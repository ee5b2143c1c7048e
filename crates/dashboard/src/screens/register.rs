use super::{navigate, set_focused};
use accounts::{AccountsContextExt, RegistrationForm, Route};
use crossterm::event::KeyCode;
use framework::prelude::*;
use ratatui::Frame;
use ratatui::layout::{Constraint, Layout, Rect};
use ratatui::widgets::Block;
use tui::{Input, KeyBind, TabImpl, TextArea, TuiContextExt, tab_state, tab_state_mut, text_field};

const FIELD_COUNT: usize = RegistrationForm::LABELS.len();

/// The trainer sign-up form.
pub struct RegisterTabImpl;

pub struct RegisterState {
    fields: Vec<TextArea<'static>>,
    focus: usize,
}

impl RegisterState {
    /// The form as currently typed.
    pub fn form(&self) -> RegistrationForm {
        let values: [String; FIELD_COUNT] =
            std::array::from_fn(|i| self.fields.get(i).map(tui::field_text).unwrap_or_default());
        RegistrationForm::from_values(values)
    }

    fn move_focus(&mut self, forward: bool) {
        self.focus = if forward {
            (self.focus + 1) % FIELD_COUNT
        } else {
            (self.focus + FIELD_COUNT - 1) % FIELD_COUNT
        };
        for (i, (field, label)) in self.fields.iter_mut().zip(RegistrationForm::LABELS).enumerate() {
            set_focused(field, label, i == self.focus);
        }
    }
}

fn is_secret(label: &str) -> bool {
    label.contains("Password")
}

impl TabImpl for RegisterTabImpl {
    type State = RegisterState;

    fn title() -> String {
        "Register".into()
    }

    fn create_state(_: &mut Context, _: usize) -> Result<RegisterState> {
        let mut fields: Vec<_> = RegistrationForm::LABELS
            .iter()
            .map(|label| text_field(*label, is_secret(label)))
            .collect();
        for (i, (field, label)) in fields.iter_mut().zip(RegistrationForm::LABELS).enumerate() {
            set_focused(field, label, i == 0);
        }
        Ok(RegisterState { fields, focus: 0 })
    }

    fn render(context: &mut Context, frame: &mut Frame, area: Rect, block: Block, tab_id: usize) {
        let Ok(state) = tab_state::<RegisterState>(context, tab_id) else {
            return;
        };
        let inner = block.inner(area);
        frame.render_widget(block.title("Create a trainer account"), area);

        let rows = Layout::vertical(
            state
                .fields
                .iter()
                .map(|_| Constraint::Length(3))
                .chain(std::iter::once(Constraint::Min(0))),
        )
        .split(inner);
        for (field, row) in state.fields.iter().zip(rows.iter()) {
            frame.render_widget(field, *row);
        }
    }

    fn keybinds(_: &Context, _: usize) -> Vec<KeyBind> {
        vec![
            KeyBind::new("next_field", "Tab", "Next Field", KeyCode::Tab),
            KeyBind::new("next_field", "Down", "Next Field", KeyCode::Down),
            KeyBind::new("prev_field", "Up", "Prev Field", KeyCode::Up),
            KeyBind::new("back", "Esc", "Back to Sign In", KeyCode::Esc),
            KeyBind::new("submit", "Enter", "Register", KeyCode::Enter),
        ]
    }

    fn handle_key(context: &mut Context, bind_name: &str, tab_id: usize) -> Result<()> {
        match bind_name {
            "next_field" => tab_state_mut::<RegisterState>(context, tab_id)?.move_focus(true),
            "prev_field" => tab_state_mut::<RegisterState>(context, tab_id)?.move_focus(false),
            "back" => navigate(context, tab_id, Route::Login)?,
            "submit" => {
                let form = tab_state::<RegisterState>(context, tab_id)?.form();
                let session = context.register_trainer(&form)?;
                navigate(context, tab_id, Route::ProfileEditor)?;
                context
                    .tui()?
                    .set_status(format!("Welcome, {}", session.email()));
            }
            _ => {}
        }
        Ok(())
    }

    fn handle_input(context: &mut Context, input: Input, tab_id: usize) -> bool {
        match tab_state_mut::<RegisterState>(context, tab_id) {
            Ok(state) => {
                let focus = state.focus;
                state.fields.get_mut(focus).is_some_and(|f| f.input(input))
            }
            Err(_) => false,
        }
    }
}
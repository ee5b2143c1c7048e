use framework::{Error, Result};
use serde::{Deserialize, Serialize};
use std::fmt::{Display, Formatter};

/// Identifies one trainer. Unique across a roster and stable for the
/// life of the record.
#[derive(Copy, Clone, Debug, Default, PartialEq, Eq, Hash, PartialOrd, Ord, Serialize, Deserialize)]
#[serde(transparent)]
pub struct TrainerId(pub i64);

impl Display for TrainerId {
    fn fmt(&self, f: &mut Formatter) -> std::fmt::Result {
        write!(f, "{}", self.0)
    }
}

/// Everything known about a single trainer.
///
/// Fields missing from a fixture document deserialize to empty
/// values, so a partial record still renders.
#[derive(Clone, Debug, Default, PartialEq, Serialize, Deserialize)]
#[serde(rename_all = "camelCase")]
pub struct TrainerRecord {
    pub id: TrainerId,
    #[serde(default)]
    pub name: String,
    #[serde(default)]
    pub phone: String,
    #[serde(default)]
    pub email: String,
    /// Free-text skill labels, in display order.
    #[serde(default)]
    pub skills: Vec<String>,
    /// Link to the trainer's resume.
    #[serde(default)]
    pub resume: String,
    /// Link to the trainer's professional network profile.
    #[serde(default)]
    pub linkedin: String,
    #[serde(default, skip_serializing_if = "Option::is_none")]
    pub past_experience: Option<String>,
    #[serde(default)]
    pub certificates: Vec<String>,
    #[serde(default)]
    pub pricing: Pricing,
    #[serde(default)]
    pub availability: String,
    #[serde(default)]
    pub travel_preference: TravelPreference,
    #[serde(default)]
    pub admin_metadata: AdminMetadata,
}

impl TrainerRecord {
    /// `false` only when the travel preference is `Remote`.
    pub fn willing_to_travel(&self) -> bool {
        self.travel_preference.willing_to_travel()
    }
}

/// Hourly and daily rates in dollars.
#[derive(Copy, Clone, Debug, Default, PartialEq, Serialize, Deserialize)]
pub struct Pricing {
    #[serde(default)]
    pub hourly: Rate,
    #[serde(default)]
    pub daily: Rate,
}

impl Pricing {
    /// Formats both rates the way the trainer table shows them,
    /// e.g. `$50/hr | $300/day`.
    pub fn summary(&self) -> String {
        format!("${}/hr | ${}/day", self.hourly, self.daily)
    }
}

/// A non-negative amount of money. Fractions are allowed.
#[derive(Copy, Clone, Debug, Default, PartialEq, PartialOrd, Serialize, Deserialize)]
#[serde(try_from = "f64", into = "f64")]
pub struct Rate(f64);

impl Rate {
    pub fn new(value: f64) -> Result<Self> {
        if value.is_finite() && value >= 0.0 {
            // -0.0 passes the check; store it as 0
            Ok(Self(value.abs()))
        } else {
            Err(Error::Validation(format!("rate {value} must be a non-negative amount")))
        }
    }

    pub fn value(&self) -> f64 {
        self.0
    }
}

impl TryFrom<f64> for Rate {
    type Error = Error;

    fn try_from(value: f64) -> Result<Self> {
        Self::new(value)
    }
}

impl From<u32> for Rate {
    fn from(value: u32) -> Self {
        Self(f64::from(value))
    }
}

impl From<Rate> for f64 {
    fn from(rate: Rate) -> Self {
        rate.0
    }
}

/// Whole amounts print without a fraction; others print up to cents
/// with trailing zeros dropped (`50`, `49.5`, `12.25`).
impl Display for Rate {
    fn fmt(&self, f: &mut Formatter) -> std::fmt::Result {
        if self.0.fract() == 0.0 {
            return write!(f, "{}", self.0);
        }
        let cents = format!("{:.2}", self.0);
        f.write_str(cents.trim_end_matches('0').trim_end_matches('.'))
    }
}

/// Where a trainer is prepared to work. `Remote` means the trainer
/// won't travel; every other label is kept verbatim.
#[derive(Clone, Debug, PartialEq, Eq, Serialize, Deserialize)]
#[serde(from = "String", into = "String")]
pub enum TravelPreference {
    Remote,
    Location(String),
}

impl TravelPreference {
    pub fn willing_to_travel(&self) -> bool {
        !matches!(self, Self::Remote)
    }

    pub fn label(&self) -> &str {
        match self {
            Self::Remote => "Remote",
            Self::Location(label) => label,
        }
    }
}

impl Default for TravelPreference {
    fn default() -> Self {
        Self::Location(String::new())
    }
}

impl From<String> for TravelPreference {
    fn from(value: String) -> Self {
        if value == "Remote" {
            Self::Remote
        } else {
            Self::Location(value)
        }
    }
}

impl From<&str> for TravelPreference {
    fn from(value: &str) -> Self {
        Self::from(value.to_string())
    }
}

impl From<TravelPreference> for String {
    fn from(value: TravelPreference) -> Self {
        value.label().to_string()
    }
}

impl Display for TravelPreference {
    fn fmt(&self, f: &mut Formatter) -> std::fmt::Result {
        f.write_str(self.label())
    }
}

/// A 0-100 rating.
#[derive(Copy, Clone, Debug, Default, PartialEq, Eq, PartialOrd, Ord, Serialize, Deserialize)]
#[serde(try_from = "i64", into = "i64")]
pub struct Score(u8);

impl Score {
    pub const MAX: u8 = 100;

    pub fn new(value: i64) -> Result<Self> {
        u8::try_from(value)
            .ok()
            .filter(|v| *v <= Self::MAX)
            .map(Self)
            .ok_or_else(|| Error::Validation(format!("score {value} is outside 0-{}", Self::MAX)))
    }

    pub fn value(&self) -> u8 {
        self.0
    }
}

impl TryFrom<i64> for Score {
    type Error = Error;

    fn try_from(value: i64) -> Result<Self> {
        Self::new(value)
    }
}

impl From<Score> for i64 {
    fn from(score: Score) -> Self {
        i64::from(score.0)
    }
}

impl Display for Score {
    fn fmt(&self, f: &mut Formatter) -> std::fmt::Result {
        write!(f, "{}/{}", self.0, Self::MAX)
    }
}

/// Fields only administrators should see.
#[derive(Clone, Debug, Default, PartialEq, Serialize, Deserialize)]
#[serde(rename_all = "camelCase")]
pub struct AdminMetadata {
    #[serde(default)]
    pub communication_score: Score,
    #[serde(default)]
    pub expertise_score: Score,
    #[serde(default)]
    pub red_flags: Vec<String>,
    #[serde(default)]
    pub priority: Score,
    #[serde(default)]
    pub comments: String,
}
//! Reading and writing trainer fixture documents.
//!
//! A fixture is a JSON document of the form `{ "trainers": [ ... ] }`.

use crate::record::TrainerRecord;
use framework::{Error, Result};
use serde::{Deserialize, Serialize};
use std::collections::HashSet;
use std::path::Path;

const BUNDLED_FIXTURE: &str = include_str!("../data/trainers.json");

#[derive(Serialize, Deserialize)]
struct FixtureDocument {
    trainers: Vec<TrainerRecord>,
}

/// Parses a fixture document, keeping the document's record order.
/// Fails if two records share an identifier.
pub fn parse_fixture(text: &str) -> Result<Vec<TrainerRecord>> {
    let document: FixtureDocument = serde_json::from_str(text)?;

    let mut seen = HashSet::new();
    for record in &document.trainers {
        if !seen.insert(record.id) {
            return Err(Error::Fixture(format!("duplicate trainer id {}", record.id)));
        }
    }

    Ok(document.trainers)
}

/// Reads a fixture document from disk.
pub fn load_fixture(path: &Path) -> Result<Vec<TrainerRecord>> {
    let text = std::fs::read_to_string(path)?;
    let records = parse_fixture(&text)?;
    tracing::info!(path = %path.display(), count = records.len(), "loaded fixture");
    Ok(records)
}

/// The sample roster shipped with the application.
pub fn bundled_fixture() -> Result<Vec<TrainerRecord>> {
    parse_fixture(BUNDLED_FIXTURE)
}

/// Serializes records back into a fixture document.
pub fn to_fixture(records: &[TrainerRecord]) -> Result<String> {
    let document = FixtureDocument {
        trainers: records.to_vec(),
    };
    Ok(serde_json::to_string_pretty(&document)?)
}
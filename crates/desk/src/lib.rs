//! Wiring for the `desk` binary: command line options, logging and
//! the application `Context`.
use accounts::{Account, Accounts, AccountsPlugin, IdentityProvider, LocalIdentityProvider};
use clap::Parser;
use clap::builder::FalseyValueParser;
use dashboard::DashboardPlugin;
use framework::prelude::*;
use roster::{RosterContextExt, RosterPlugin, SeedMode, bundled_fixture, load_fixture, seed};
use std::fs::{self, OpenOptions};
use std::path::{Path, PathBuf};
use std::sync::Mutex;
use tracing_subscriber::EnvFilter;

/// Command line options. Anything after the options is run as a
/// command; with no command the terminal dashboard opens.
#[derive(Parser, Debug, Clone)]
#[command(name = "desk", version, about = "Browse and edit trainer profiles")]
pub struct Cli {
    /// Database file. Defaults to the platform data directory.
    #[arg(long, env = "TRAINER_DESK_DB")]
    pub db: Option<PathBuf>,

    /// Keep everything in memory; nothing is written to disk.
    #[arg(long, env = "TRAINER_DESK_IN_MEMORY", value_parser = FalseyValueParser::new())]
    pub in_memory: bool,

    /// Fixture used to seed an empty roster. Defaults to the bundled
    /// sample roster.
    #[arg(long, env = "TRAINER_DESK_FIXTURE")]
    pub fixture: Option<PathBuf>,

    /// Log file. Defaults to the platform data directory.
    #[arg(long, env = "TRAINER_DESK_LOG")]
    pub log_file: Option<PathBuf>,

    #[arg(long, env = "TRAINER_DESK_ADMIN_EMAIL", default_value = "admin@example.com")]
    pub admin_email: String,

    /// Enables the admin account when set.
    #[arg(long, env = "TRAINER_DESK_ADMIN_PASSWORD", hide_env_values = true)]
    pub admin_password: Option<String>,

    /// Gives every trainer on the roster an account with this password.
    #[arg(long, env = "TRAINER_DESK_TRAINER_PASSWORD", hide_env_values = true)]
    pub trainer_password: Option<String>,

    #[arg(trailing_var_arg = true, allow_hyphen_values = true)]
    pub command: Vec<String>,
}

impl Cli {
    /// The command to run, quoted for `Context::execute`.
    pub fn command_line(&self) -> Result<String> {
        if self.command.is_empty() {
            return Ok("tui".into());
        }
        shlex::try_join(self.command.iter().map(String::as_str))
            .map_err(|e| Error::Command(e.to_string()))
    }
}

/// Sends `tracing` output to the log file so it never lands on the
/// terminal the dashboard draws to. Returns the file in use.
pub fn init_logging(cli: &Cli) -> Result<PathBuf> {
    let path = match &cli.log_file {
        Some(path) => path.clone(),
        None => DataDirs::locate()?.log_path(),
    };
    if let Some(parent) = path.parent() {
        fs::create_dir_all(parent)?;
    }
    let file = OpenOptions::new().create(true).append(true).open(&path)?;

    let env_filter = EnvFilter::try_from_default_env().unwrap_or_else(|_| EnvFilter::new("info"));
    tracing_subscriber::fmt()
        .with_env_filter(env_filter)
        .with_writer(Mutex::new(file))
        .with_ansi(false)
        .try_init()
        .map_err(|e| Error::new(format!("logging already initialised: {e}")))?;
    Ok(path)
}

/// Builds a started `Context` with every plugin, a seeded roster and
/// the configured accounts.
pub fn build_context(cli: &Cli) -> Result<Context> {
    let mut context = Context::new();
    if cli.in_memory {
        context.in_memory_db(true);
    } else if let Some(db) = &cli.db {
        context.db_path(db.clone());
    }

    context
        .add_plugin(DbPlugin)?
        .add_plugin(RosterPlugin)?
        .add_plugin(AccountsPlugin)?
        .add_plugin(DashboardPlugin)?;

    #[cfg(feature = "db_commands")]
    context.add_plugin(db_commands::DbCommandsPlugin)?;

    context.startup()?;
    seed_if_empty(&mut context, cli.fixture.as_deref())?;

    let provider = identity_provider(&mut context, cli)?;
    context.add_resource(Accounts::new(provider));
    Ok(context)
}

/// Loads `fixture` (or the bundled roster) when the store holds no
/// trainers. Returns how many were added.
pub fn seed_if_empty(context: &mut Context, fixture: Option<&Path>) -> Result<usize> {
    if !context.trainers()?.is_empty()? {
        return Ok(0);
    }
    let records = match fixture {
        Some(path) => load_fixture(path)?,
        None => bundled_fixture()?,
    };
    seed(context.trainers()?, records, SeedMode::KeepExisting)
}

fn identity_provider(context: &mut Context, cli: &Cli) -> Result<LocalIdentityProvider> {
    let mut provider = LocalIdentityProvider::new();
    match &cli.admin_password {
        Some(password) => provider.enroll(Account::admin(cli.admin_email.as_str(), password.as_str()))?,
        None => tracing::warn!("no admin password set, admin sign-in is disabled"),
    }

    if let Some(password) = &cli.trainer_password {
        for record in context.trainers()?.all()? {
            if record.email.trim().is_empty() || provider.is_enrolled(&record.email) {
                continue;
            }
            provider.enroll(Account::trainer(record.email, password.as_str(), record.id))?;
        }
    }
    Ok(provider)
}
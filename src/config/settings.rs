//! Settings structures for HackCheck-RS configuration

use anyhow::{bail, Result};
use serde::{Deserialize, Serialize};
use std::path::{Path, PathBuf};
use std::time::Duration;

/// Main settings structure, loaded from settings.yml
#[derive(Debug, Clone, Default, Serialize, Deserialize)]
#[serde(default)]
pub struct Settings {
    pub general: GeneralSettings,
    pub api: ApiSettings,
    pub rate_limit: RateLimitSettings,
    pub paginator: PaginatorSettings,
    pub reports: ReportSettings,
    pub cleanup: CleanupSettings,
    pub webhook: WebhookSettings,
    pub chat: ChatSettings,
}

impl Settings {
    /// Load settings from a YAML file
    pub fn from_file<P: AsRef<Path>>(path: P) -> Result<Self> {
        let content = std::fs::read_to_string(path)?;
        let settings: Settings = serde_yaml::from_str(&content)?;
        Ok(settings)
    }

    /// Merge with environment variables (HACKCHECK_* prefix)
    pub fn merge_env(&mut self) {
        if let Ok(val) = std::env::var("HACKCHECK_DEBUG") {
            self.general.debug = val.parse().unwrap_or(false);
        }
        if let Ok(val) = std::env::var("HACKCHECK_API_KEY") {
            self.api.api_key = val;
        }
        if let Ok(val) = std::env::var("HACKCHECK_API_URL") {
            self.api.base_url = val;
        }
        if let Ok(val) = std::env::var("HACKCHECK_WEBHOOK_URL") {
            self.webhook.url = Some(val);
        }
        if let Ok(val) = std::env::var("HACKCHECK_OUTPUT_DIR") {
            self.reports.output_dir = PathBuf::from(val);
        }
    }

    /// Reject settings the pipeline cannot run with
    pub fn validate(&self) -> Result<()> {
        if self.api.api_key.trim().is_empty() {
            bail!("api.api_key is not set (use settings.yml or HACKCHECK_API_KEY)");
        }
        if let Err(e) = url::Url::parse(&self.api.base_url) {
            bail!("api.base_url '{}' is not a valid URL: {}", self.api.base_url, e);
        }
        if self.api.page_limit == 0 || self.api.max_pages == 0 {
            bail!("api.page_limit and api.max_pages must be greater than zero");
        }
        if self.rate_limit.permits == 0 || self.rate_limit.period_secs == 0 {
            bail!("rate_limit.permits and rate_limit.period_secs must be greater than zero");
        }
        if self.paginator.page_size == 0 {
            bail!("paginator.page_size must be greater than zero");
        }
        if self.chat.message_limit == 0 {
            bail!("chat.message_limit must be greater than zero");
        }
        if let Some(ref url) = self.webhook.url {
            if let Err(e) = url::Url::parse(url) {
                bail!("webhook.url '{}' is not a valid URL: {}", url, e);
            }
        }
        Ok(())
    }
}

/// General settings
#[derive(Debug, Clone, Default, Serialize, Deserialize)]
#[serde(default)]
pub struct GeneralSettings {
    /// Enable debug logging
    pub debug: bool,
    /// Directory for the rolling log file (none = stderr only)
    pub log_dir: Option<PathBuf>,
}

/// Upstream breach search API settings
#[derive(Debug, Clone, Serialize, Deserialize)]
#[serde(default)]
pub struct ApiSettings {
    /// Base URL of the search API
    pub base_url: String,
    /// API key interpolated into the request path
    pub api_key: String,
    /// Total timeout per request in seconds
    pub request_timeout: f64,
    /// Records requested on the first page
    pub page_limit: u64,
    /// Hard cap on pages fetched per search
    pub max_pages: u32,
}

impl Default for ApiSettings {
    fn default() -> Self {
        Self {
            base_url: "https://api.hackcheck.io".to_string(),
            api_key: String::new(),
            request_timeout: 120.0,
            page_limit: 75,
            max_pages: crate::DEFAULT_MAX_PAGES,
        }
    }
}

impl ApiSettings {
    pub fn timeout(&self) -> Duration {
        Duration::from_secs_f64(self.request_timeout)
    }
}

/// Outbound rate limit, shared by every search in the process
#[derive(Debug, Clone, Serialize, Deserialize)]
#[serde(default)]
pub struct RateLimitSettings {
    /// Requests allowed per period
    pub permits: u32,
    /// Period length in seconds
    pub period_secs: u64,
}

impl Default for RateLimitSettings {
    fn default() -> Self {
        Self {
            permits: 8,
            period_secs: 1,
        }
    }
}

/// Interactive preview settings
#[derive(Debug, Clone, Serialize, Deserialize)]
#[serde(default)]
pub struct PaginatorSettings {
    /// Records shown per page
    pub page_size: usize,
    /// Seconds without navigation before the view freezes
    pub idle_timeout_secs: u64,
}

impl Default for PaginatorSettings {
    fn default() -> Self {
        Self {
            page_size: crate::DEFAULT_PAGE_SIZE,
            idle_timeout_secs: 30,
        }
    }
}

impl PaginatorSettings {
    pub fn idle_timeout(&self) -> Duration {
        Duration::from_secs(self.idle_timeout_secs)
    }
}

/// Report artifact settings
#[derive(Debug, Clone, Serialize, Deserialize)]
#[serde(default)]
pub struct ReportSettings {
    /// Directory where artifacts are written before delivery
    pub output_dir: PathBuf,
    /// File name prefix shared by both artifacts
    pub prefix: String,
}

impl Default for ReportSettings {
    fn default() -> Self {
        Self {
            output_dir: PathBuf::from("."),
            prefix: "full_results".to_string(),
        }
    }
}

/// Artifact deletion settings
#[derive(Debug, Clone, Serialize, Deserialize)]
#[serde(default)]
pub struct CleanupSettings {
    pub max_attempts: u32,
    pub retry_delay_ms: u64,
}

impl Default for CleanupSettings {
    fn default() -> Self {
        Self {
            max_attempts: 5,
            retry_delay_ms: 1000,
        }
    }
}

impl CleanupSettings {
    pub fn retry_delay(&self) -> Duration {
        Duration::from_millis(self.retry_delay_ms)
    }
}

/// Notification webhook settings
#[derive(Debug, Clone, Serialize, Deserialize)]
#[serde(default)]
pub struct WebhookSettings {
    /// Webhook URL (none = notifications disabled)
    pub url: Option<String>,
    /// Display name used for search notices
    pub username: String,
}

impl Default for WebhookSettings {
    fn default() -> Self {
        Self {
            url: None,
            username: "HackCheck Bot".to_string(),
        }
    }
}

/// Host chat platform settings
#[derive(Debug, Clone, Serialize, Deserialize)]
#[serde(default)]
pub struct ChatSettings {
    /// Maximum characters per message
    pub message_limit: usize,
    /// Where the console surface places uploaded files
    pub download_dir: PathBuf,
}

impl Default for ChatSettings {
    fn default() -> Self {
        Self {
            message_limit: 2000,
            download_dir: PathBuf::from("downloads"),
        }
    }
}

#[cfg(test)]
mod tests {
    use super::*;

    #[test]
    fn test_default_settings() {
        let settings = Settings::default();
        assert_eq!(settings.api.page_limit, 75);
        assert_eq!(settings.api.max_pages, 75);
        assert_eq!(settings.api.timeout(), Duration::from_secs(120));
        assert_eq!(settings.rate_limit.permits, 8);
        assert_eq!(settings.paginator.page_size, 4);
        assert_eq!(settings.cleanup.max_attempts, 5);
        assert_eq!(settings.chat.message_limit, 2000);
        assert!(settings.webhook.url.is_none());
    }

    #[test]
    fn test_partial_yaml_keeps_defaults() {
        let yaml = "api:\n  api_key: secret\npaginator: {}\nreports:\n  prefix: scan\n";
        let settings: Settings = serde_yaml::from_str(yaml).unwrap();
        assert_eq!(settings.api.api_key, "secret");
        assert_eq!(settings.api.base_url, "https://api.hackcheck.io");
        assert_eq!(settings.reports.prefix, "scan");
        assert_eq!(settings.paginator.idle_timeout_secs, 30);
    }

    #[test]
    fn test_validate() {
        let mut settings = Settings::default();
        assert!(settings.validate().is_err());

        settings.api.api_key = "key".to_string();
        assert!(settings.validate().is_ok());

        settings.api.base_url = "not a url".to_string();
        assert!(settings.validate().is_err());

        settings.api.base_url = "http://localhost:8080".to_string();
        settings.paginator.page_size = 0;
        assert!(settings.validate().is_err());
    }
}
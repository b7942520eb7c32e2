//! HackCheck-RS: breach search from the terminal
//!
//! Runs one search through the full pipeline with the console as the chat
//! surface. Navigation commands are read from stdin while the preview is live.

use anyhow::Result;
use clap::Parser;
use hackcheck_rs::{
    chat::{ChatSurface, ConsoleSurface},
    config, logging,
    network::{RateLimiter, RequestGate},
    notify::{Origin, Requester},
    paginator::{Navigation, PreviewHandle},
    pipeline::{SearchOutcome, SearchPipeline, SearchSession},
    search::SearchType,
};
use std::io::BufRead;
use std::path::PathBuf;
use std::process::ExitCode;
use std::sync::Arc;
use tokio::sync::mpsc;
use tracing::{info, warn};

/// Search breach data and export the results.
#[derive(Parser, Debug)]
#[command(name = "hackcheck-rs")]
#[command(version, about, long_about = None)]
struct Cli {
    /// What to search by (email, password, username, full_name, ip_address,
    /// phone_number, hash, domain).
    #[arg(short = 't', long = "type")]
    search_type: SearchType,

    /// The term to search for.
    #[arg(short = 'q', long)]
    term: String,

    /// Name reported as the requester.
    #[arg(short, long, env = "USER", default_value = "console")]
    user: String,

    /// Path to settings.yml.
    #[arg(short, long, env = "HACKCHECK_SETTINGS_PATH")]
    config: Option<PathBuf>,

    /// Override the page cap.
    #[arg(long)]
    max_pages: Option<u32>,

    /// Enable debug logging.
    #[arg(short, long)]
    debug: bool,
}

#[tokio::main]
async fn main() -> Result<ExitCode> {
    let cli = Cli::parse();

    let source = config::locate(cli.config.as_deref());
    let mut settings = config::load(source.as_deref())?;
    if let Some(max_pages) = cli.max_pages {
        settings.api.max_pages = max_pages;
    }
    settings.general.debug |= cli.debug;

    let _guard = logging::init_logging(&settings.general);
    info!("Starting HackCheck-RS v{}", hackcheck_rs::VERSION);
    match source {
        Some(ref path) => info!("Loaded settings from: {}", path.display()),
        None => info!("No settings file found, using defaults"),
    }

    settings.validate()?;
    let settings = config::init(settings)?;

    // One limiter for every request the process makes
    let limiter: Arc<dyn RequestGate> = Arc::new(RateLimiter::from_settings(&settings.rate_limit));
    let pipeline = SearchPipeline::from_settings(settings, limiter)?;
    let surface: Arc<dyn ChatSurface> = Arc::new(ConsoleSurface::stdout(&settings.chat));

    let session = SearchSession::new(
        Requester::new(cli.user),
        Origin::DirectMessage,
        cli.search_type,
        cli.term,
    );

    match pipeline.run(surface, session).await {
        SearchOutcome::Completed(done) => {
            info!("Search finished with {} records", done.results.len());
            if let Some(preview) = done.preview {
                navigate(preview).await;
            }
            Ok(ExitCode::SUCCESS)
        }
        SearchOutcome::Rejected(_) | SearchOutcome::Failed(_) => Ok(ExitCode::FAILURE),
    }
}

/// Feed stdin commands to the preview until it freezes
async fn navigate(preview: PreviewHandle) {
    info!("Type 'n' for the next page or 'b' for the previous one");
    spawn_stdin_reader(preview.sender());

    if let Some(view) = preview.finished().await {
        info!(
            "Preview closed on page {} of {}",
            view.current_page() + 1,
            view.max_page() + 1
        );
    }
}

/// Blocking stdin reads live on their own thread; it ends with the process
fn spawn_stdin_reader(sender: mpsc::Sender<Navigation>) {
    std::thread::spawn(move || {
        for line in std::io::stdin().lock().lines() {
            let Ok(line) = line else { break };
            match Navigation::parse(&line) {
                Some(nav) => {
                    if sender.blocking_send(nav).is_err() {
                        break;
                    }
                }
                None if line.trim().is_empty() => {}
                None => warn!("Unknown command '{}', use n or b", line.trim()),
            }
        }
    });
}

--*--

* [Exercise directions] Using the entries above, tally how many lines have the word "ExitCode" in them; write the number and nothing more.

* [Task solution] 4